_REQUIRED ACTION_. In the listing below, count every line that contains "UndoLog". Give nothing but the number.

_DATA FOR THIS EXERCISE_.
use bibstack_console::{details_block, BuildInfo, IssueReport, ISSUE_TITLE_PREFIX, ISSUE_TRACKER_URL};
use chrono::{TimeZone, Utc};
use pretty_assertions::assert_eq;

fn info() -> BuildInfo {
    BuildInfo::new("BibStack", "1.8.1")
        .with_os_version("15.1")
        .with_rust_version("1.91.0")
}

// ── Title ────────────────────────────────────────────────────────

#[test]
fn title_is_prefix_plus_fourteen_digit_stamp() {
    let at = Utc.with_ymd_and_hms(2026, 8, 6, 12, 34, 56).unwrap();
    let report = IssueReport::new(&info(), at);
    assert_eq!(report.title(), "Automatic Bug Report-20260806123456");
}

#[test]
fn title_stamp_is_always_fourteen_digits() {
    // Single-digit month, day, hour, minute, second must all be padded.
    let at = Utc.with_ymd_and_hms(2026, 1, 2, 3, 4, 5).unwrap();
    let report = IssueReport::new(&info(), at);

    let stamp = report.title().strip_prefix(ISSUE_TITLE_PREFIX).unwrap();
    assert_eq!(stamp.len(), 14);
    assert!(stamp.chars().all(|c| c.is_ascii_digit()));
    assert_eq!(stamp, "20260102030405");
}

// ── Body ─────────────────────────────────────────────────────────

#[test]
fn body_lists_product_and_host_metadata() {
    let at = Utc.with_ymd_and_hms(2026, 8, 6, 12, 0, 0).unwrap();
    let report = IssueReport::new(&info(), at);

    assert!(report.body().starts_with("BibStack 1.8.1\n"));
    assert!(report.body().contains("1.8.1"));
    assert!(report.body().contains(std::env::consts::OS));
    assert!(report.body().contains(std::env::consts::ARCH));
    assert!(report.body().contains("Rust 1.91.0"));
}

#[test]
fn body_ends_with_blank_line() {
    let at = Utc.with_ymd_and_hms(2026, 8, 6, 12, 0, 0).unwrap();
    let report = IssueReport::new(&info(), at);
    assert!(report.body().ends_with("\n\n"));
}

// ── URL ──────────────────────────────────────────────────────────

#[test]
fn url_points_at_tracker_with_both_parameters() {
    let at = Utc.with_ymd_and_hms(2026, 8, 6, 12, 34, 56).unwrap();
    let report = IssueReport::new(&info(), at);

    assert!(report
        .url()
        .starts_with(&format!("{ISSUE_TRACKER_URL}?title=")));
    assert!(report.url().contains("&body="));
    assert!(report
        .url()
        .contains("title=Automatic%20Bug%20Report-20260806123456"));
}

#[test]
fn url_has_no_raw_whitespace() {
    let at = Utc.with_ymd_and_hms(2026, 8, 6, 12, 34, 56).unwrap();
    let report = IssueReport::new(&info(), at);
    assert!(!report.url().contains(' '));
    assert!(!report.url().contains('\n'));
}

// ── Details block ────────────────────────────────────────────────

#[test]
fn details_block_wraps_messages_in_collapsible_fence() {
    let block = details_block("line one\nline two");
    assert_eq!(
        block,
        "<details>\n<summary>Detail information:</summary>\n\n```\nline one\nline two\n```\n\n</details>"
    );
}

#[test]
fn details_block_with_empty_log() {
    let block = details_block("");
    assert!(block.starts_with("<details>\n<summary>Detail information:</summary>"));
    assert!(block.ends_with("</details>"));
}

--

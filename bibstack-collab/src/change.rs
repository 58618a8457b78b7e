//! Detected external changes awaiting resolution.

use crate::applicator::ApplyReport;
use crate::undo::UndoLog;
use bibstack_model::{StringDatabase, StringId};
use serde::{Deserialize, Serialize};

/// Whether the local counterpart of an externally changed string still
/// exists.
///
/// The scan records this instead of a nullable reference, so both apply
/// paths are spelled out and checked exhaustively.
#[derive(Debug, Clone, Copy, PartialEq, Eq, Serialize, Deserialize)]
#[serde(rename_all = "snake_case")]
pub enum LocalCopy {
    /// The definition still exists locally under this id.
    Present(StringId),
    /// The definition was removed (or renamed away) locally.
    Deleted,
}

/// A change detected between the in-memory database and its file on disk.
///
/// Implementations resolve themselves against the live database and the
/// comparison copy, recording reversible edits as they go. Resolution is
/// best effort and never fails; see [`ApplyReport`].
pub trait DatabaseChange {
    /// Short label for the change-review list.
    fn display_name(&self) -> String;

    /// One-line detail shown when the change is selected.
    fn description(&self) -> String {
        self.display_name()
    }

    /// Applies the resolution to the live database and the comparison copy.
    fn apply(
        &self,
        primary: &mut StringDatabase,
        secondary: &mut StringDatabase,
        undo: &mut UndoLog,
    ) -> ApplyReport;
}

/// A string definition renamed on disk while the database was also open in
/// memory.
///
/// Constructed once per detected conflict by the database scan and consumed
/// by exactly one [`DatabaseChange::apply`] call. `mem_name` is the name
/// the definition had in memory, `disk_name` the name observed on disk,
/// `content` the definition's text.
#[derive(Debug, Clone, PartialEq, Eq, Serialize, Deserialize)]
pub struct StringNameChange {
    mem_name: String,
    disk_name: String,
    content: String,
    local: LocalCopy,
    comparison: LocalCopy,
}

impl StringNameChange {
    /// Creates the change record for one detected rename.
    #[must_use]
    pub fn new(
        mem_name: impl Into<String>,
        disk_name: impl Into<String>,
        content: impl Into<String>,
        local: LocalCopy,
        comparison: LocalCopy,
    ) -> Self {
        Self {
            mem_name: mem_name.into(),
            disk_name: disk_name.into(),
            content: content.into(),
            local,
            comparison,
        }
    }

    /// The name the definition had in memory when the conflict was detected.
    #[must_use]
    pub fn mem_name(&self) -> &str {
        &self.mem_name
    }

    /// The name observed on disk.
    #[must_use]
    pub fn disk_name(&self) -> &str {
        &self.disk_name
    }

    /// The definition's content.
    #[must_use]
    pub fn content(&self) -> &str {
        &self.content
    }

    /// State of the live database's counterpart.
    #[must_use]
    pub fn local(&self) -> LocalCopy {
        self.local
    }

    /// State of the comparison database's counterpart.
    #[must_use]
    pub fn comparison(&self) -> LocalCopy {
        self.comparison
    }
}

_ANSWER TO THE PROBLEM_. 2